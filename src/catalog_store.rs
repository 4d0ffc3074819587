//! # Catalog Store Module
//!
//! The row-store boundary of the bot: a [`CatalogStore`] trait the search
//! service talks to, and its Postgres implementation backed by a bounded
//! sqlx connection pool.
//!
//! All SQL is parameterized; user input is only ever bound, never spliced
//! into the query text. The fuzzy lookup relies on the `pg_trgm`
//! `similarity()` function, which may be missing on a given database; its
//! failure is reported as an ordinary [`StoreError`] and handled by the
//! service layer.

use async_trait::async_trait;
use rand::Rng;
use sqlx::postgres::{PgPool, PgPoolOptions};
use std::future::Future;
use std::time::Duration;
use tokio::time::timeout;
use tracing::{info, warn};

use crate::config::BotConfig;
use crate::product_model::{PriceQuote, Product, ProductSummary};

// Constants for pool establishment
pub const MAX_CONNECT_ATTEMPTS: u32 = 5;
pub const BASE_RETRY_DELAY_MS: u64 = 500;
pub const MAX_RETRY_DELAY_MS: u64 = 10_000;
pub const RETRY_JITTER_MS: u64 = 250;

const SQL_LIST_PRODUCTS: &str = r#"
select id::bigint               as id,
       "nama"                   as name,
       coalesce("kemasan", '')  as pack,
       price::bigint            as price,
       coalesce("Kategori", '')    as category,
       coalesce("Sub-kategor", '') as subcategory
from "DataObat"
where ($1 = '' or lower("nama") ilike '%'||lower($1)||'%')
  and ($2 = '' or lower("Kategori") = lower($2))
order by lower("nama"), "kemasan"
limit $3 offset $4
"#;

const SQL_COUNT_PRODUCTS: &str = r#"
select count(*)::bigint
from "DataObat"
where ($1 = '' or lower("nama") ilike '%'||lower($1)||'%')
  and ($2 = '' or lower("Kategori") = lower($2))
"#;

const SQL_PRODUCT_DETAIL: &str = r#"
select id::bigint      as id,
       "SKU"           as sku,
       "nama"          as name,
       "kemasan"       as pack,
       price::bigint   as price,
       "Kategori"      as category,
       "Sub-kategor"   as subcategory,
       "Fungsi"        as "function",
       "Deskripsi"     as description,
       "Indikasi"      as indications,
       "Aturan paka"   as dosage,
       "URL"           as url,
       "Image URL"     as image_url
from "DataObat"
where id = $1
"#;

const SQL_LOOKUP_FUZZY: &str = r#"
select "nama"                  as name,
       coalesce("kemasan", '') as pack,
       price::bigint           as price
from "DataObat"
where similarity("nama", $1) >= $3
  and ($2 = '' or "kemasan" ilike '%'||$2||'%')
order by similarity("nama", $1) desc, "nama"
limit 5
"#;

const SQL_LOOKUP_SUBSTRING: &str = r#"
select "nama"                  as name,
       coalesce("kemasan", '') as pack,
       price::bigint           as price
from "DataObat"
where ("nama" ilike '%'||$1||'%' or "SKU" ilike '%'||$1||'%')
  and ($2 = '' or "kemasan" ilike '%'||$2||'%')
order by "nama", "kemasan"
limit 5
"#;

/// Error types for row-store operations
#[derive(Debug, Clone)]
pub enum StoreError {
    /// The store could not be reached
    Connection(String),
    /// A query failed to execute
    Query(String),
    /// A round trip exceeded the configured deadline
    Timeout(String),
}

impl std::fmt::Display for StoreError {
    fn fmt(&self, f: &mut std::fmt::Formatter<'_>) -> std::fmt::Result {
        match self {
            StoreError::Connection(msg) => write!(f, "Connection error: {msg}"),
            StoreError::Query(msg) => write!(f, "Query error: {msg}"),
            StoreError::Timeout(msg) => write!(f, "Timeout error: {msg}"),
        }
    }
}

impl std::error::Error for StoreError {}

impl From<sqlx::Error> for StoreError {
    fn from(err: sqlx::Error) -> Self {
        match err {
            sqlx::Error::PoolTimedOut => StoreError::Timeout(err.to_string()),
            sqlx::Error::Io(_) | sqlx::Error::Tls(_) | sqlx::Error::Configuration(_) => {
                StoreError::Connection(err.to_string())
            }
            other => StoreError::Query(other.to_string()),
        }
    }
}

/// Query interface of the product catalog table.
///
/// The search service only depends on this trait, so tests can exercise it
/// against an in-memory implementation.
#[async_trait]
pub trait CatalogStore: Send + Sync {
    /// Count rows matching the listing filters, ignoring pagination.
    async fn count_products(&self, query: &str, category: &str) -> Result<i64, StoreError>;

    /// Fetch one page of the listing, sorted by lowercased name then pack.
    async fn list_products(
        &self,
        query: &str,
        category: &str,
        limit: i64,
        offset: i64,
    ) -> Result<Vec<ProductSummary>, StoreError>;

    /// Trigram-similarity price lookup; errors when `pg_trgm` is missing.
    async fn lookup_similar(
        &self,
        name: &str,
        pack: &str,
        threshold: f32,
    ) -> Result<Vec<PriceQuote>, StoreError>;

    /// Substring price lookup over name and SKU.
    async fn lookup_substring(&self, name: &str, pack: &str)
        -> Result<Vec<PriceQuote>, StoreError>;

    /// Fetch the full record for one product id.
    async fn fetch_product(&self, id: i64) -> Result<Option<Product>, StoreError>;
}

/// Postgres-backed catalog store
#[derive(Debug, Clone)]
pub struct PgCatalogStore {
    pool: PgPool,
    query_timeout: Duration,
}

impl PgCatalogStore {
    pub fn new(pool: PgPool, query_timeout: Duration) -> Self {
        Self {
            pool,
            query_timeout,
        }
    }

    /// Run one store round trip under the configured deadline.
    async fn bounded<T, F>(&self, fut: F) -> Result<T, StoreError>
    where
        F: Future<Output = Result<T, sqlx::Error>> + Send,
    {
        match timeout(self.query_timeout, fut).await {
            Ok(result) => result.map_err(StoreError::from),
            Err(_) => Err(StoreError::Timeout(format!(
                "query exceeded {}ms",
                self.query_timeout.as_millis()
            ))),
        }
    }
}

#[async_trait]
impl CatalogStore for PgCatalogStore {
    async fn count_products(&self, query: &str, category: &str) -> Result<i64, StoreError> {
        self.bounded(
            sqlx::query_scalar::<_, i64>(SQL_COUNT_PRODUCTS)
                .bind(query)
                .bind(category)
                .fetch_one(&self.pool),
        )
        .await
    }

    async fn list_products(
        &self,
        query: &str,
        category: &str,
        limit: i64,
        offset: i64,
    ) -> Result<Vec<ProductSummary>, StoreError> {
        self.bounded(
            sqlx::query_as::<_, ProductSummary>(SQL_LIST_PRODUCTS)
                .bind(query)
                .bind(category)
                .bind(limit)
                .bind(offset)
                .fetch_all(&self.pool),
        )
        .await
    }

    async fn lookup_similar(
        &self,
        name: &str,
        pack: &str,
        threshold: f32,
    ) -> Result<Vec<PriceQuote>, StoreError> {
        self.bounded(
            sqlx::query_as::<_, PriceQuote>(SQL_LOOKUP_FUZZY)
                .bind(name)
                .bind(pack)
                .bind(threshold)
                .fetch_all(&self.pool),
        )
        .await
    }

    async fn lookup_substring(
        &self,
        name: &str,
        pack: &str,
    ) -> Result<Vec<PriceQuote>, StoreError> {
        self.bounded(
            sqlx::query_as::<_, PriceQuote>(SQL_LOOKUP_SUBSTRING)
                .bind(name)
                .bind(pack)
                .fetch_all(&self.pool),
        )
        .await
    }

    async fn fetch_product(&self, id: i64) -> Result<Option<Product>, StoreError> {
        self.bounded(
            sqlx::query_as::<_, Product>(SQL_PRODUCT_DETAIL)
                .bind(id)
                .fetch_optional(&self.pool),
        )
        .await
    }
}

/// Create the bounded connection pool, retrying with exponential backoff
/// and random jitter, then probe it with `SELECT 1`.
pub async fn connect_with_retry(config: &BotConfig) -> Result<PgPool, StoreError> {
    let mut delay = Duration::from_millis(BASE_RETRY_DELAY_MS);
    let mut attempt = 1;
    loop {
        let connected = PgPoolOptions::new()
            .min_connections(config.min_connections)
            .max_connections(config.max_connections)
            .acquire_timeout(config.query_timeout)
            .connect(&config.database_url)
            .await;

        match connected {
            Ok(pool) => {
                sqlx::query("SELECT 1")
                    .execute(&pool)
                    .await
                    .map_err(StoreError::from)?;
                info!(
                    max_connections = config.max_connections,
                    "Database connection pool established"
                );
                return Ok(pool);
            }
            Err(e) if attempt < MAX_CONNECT_ATTEMPTS => {
                let jitter = rand::thread_rng().gen_range(0..RETRY_JITTER_MS);
                warn!(
                    attempt,
                    error = %e,
                    retry_in_ms = delay.as_millis() as u64 + jitter,
                    "Database connection failed, retrying"
                );
                tokio::time::sleep(delay + Duration::from_millis(jitter)).await;
                delay = (delay * 2).min(Duration::from_millis(MAX_RETRY_DELAY_MS));
                attempt += 1;
            }
            Err(e) => return Err(StoreError::Connection(e.to_string())),
        }
    }
}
******
PROBLEM => Copy out each line of the records where the word "trip" appears.

ANSWER TO THE PROBLEM =>
    /// A round trip exceeded the configured deadline
    /// Run one store round trip under the configured deadline.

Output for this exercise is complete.